» **Exercise brief**
Pull out every line below containing the word "stream".

Saved data entries
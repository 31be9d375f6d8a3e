//! Deterministic daily random number generator
//!
//! A 32-bit FNV-1a hash of the canonical date string seeds a Mulberry32
//! stream: same date, same sequence, on every platform and across process
//! restarts. Never use std or OS randomness in scoring or evolution paths.

use crate::date::DateKey;
use serde::{Deserialize, Serialize};

/// Mulberry32 state increment
const MULBERRY_INCREMENT: u32 = 0x6D2B_79F5;

/// FNV-1a 32-bit hash
fn fnv1a_32(s: &str) -> u32 {
    let mut hash: u32 = 2_166_136_261;
    for byte in s.bytes() {
        hash ^= u32::from(byte);
        hash = hash.wrapping_mul(16_777_619);
    }
    hash
}

/// A deterministic random number generator keyed by calendar date
///
/// Mulberry32 is small, fast, and has well-defined 32-bit wrapping
/// semantics, which keeps the stream identical across languages.
#[derive(Debug, Clone, Serialize, Deserialize)]
pub struct DailyRng {
    state: u32,
}

impl DailyRng {
    /// Create an RNG seeded from a calendar date
    pub fn for_date(date: &DateKey) -> Self {
        Self {
            state: fnv1a_32(&date.to_string()),
        }
    }

    /// Create an RNG with an explicit seed
    pub fn from_seed(seed: u32) -> Self {
        Self { state: seed }
    }

    /// Restore an RNG from a saved state
    pub fn from_state(state: u32) -> Self {
        Self { state }
    }

    /// Get the current state (useful for saving/loading)
    pub fn state(&self) -> u32 {
        self.state
    }

    /// Generate the next raw u32 value (one Mulberry32 round)
    pub fn next_u32(&mut self) -> u32 {
        self.state = self.state.wrapping_add(MULBERRY_INCREMENT);
        let mut z = self.state;
        z = (z ^ (z >> 15)).wrapping_mul(z | 1);
        z ^= z.wrapping_add((z ^ (z >> 7)).wrapping_mul(z | 61));
        z ^ (z >> 14)
    }

    /// Generate a random f64 in range [0, 1)
    pub fn next_f64(&mut self) -> f64 {
        f64::from(self.next_u32()) / 4_294_967_296.0
    }

    /// Pick a random element from a slice
    pub fn pick<'a, T>(&mut self, slice: &'a [T]) -> Option<&'a T> {
        if slice.is_empty() {
            None
        } else {
            let i = self.next_u32() as usize % slice.len();
            Some(&slice[i])
        }
    }
}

» **Written solution**
//! stream: same date, same sequence, on every platform and across process
/// semantics, which keeps the stream identical across languages.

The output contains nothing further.